┌─ RECORDS TO USE

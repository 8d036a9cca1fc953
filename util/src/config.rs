//! Run configuration.
//!
//! A grading run is described by a small YAML file:
//!
//! ```yaml
//! students_file: students.csv
//! submissions_dir: submissions
//! answer_key_file: answer_key.txt
//! # optional
//! results_dir: submissions/results
//! submission_file: running-config.txt
//! pass_threshold: 50
//! ```
//!
//! Relative paths are resolved against the directory holding the config file.
//! Output locations default to fixed names under `results_dir`, which itself
//! defaults to `<submissions_dir>/results`.

use crate::paths::ensure_dir;
use serde::{Deserialize, Serialize};
use std::fs;
use std::io;
use std::path::{Path, PathBuf};
use thiserror::Error;
use tracing::{debug, info};

pub const DEFAULT_SUBMISSION_FILE: &str = "config.txt";
pub const DEFAULT_PASS_THRESHOLD: f64 = 50.0;

#[derive(Debug, Error)]
pub enum ConfigError {
    #[error("cannot read config '{path}': {source}")]
    Read { path: PathBuf, source: io::Error },
    #[error("invalid config '{path}': {source}")]
    Parse {
        path: PathBuf,
        source: serde_yaml::Error,
    },
    #[error("{field} '{path}' does not exist or has the wrong type")]
    MissingPath { field: &'static str, path: PathBuf },
    #[error("pass_threshold must be between 0 and 100, got {0}")]
    InvalidThreshold(f64),
    #[error("cannot create output directory '{path}': {source}")]
    CreateDir { path: PathBuf, source: io::Error },
}

fn default_submission_file() -> String {
    DEFAULT_SUBMISSION_FILE.to_string()
}

fn default_pass_threshold() -> f64 {
    DEFAULT_PASS_THRESHOLD
}

#[derive(Debug, Clone, PartialEq, Serialize, Deserialize)]
#[serde(deny_unknown_fields)]
pub struct GraderConfig {
    pub students_file: PathBuf,
    pub submissions_dir: PathBuf,
    pub answer_key_file: PathBuf,
    #[serde(default)]
    pub results_dir: Option<PathBuf>,
    #[serde(default)]
    pub feedback_dir: Option<PathBuf>,
    #[serde(default)]
    pub general_feedback_file: Option<PathBuf>,
    #[serde(default)]
    pub grading_scheme_file: Option<PathBuf>,
    #[serde(default)]
    pub grades_csv_file: Option<PathBuf>,
    /// File graded for tasks that precede any `#[FILE: ...]` directive.
    #[serde(default = "default_submission_file")]
    pub submission_file: String,
    #[serde(default = "default_pass_threshold")]
    pub pass_threshold: f64,
}

impl GraderConfig {
    /// Config with the three required inputs and every default applied.
    pub fn new(
        students_file: impl Into<PathBuf>,
        submissions_dir: impl Into<PathBuf>,
        answer_key_file: impl Into<PathBuf>,
    ) -> Self {
        Self {
            students_file: students_file.into(),
            submissions_dir: submissions_dir.into(),
            answer_key_file: answer_key_file.into(),
            results_dir: None,
            feedback_dir: None,
            general_feedback_file: None,
            grading_scheme_file: None,
            grades_csv_file: None,
            submission_file: default_submission_file(),
            pass_threshold: default_pass_threshold(),
        }
    }

    pub fn from_yaml(text: &str) -> Result<Self, serde_yaml::Error> {
        serde_yaml::from_str(text)
    }

    /// Reads a config file and resolves its relative paths against the file's directory.
    pub fn load(path: impl AsRef<Path>) -> Result<Self, ConfigError> {
        let path = path.as_ref();
        let text = fs::read_to_string(path).map_err(|source| ConfigError::Read {
            path: path.to_path_buf(),
            source,
        })?;
        let mut config = Self::from_yaml(&text).map_err(|source| ConfigError::Parse {
            path: path.to_path_buf(),
            source,
        })?;

        if let Some(base) = path.parent() {
            config.resolve_relative(base);
        }
        debug!(config = ?config, "run configuration loaded");
        Ok(config)
    }

    fn resolve_relative(&mut self, base: &Path) {
        let resolve = |p: &mut PathBuf| {
            if p.is_relative() {
                *p = base.join(&*p);
            }
        };
        resolve(&mut self.students_file);
        resolve(&mut self.submissions_dir);
        resolve(&mut self.answer_key_file);
        for p in [
            &mut self.results_dir,
            &mut self.feedback_dir,
            &mut self.general_feedback_file,
            &mut self.grading_scheme_file,
            &mut self.grades_csv_file,
        ]
        .into_iter()
        .flatten()
        {
            resolve(p);
        }
    }

    /// Checks inputs exist and settings are in range. Creates nothing.
    pub fn validate(&self) -> Result<(), ConfigError> {
        let missing = |field: &'static str, path: &Path| ConfigError::MissingPath {
            field,
            path: path.to_path_buf(),
        };
        if !self.students_file.is_file() {
            return Err(missing("students_file", &self.students_file));
        }
        if !self.answer_key_file.is_file() {
            return Err(missing("answer_key_file", &self.answer_key_file));
        }
        if !self.submissions_dir.is_dir() {
            return Err(missing("submissions_dir", &self.submissions_dir));
        }
        if !(0.0..=100.0).contains(&self.pass_threshold) {
            return Err(ConfigError::InvalidThreshold(self.pass_threshold));
        }
        Ok(())
    }

    /// Creates the results and feedback directories if missing.
    pub fn prepare_output_dirs(&self) -> Result<(), ConfigError> {
        for dir in [self.results_dir(), self.feedback_dir()] {
            ensure_dir(&dir).map_err(|source| ConfigError::CreateDir {
                path: dir.clone(),
                source,
            })?;
        }
        info!(results_dir = %self.results_dir().display(), "output directories ready");
        Ok(())
    }

    pub fn results_dir(&self) -> PathBuf {
        self.results_dir
            .clone()
            .unwrap_or_else(|| self.submissions_dir.join("results"))
    }

    pub fn feedback_dir(&self) -> PathBuf {
        self.feedback_dir
            .clone()
            .unwrap_or_else(|| self.results_dir().join("feedback"))
    }

    pub fn general_feedback_file(&self) -> PathBuf {
        self.general_feedback_file
            .clone()
            .unwrap_or_else(|| self.results_dir().join("general_feedback.yaml"))
    }

    pub fn grading_scheme_file(&self) -> PathBuf {
        self.grading_scheme_file
            .clone()
            .unwrap_or_else(|| self.results_dir().join("grading_scheme.yaml"))
    }

    pub fn grades_csv_file(&self) -> PathBuf {
        self.grades_csv_file
            .clone()
            .unwrap_or_else(|| self.results_dir().join("grades.csv"))
    }
}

└─

• [WHAT THIS TASK INVOLVES]: Restate the records from above exactly as they read.

• [ANSWER SPACE]:
repository 8d036a9cca1fc953
filename util/src/config.rs
//! Run configuration.
//!
//! A grading run is described by a small YAML file:
//!
//! ```yaml
//! students_file: students.csv
//! submissions_dir: submissions
//! answer_key_file: answer_key.txt
//! # optional
//! results_dir: submissions/results
//! submission_file: running-config.txt
//! pass_threshold: 50
//! ```
//!
//! Relative paths are resolved against the directory holding the config file.
//! Output locations default to fixed names under `results_dir`, which itself
//! defaults to `<submissions_dir>/results`.

use crate::paths::ensure_dir;
use serde::{Deserialize, Serialize};
use std::fs;
use std::io;
use std::path::{Path, PathBuf};
use thiserror::Error;
use tracing::{debug, info};

pub const DEFAULT_SUBMISSION_FILE: &str = "config.txt";
pub const DEFAULT_PASS_THRESHOLD: f64 = 50.0;

#[derive(Debug, Error)]
pub enum ConfigError {
    #[error("cannot read config '{path}': {source}")]
    Read { path: PathBuf, source: io::Error },
    #[error("invalid config '{path}': {source}")]
    Parse {
        path: PathBuf,
        source: serde_yaml::Error,
    },
    #[error("{field} '{path}' does not exist or has the wrong type")]
    MissingPath { field: &'static str, path: PathBuf },
    #[error("pass_threshold must be between 0 and 100, got {0}")]
    InvalidThreshold(f64),
    #[error("cannot create output directory '{path}': {source}")]
    CreateDir { path: PathBuf, source: io::Error },
}

fn default_submission_file() -> String {
    DEFAULT_SUBMISSION_FILE.to_string()
}

fn default_pass_threshold() -> f64 {
    DEFAULT_PASS_THRESHOLD
}

#[derive(Debug, Clone, PartialEq, Serialize, Deserialize)]
#[serde(deny_unknown_fields)]
pub struct GraderConfig {
    pub students_file: PathBuf,
    pub submissions_dir: PathBuf,
    pub answer_key_file: PathBuf,
    #[serde(default)]
    pub results_dir: Option<PathBuf>,
    #[serde(default)]
    pub feedback_dir: Option<PathBuf>,
    #[serde(default)]
    pub general_feedback_file: Option<PathBuf>,
    #[serde(default)]
    pub grading_scheme_file: Option<PathBuf>,
    #[serde(default)]
    pub grades_csv_file: Option<PathBuf>,
    /// File graded for tasks that precede any `#[FILE: ...]` directive.
    #[serde(default = "default_submission_file")]
    pub submission_file: String,
    #[serde(default = "default_pass_threshold")]
    pub pass_threshold: f64,
}

impl GraderConfig {
    /// Config with the three required inputs and every default applied.
    pub fn new(
        students_file: impl Into<PathBuf>,
        submissions_dir: impl Into<PathBuf>,
        answer_key_file: impl Into<PathBuf>,
    ) -> Self {
        Self {
            students_file: students_file.into(),
            submissions_dir: submissions_dir.into(),
            answer_key_file: answer_key_file.into(),
            results_dir: None,
            feedback_dir: None,
            general_feedback_file: None,
            grading_scheme_file: None,
            grades_csv_file: None,
            submission_file: default_submission_file(),
            pass_threshold: default_pass_threshold(),
        }
    }

    pub fn from_yaml(text: &str) -> Result<Self, serde_yaml::Error> {
        serde_yaml::from_str(text)
    }

    /// Reads a config file and resolves its relative paths against the file's directory.
    pub fn load(path: impl AsRef<Path>) -> Result<Self, ConfigError> {
        let path = path.as_ref();
        let text = fs::read_to_string(path).map_err(|source| ConfigError::Read {
            path: path.to_path_buf(),
            source,
        })?;
        let mut config = Self::from_yaml(&text).map_err(|source| ConfigError::Parse {
            path: path.to_path_buf(),
            source,
        })?;

        if let Some(base) = path.parent() {
            config.resolve_relative(base);
        }
        debug!(config = ?config, "run configuration loaded");
        Ok(config)
    }

    fn resolve_relative(&mut self, base: &Path) {
        let resolve = |p: &mut PathBuf| {
            if p.is_relative() {
                *p = base.join(&*p);
            }
        };
        resolve(&mut self.students_file);
        resolve(&mut self.submissions_dir);
        resolve(&mut self.answer_key_file);
        for p in [
            &mut self.results_dir,
            &mut self.feedback_dir,
            &mut self.general_feedback_file,
            &mut self.grading_scheme_file,
            &mut self.grades_csv_file,
        ]
        .into_iter()
        .flatten()
        {
            resolve(p);
        }
    }

    /// Checks inputs exist and settings are in range. Creates nothing.
    pub fn validate(&self) -> Result<(), ConfigError> {
        let missing = |field: &'static str, path: &Path| ConfigError::MissingPath {
            field,
            path: path.to_path_buf(),
        };
        if !self.students_file.is_file() {
            return Err(missing("students_file", &self.students_file));
        }
        if !self.answer_key_file.is_file() {
            return Err(missing("answer_key_file", &self.answer_key_file));
        }
        if !self.submissions_dir.is_dir() {
            return Err(missing("submissions_dir", &self.submissions_dir));
        }
        if !(0.0..=100.0).contains(&self.pass_threshold) {
            return Err(ConfigError::InvalidThreshold(self.pass_threshold));
        }
        Ok(())
    }

    /// Creates the results and feedback directories if missing.
    pub fn prepare_output_dirs(&self) -> Result<(), ConfigError> {
        for dir in [self.results_dir(), self.feedback_dir()] {
            ensure_dir(&dir).map_err(|source| ConfigError::CreateDir {
                path: dir.clone(),
                source,
            })?;
        }
        info!(results_dir = %self.results_dir().display(), "output directories ready");
        Ok(())
    }

    pub fn results_dir(&self) -> PathBuf {
        self.results_dir
            .clone()
            .unwrap_or_else(|| self.submissions_dir.join("results"))
    }

    pub fn feedback_dir(&self) -> PathBuf {
        self.feedback_dir
            .clone()
            .unwrap_or_else(|| self.results_dir().join("feedback"))
    }

    pub fn general_feedback_file(&self) -> PathBuf {
        self.general_feedback_file
            .clone()
            .unwrap_or_else(|| self.results_dir().join("general_feedback.yaml"))
    }

    pub fn grading_scheme_file(&self) -> PathBuf {
        self.grading_scheme_file
            .clone()
            .unwrap_or_else(|| self.results_dir().join("grading_scheme.yaml"))
    }

    pub fn grades_csv_file(&self) -> PathBuf {
        self.grades_csv_file
            .clone()
            .unwrap_or_else(|| self.results_dir().join("grades.csv"))
    }
}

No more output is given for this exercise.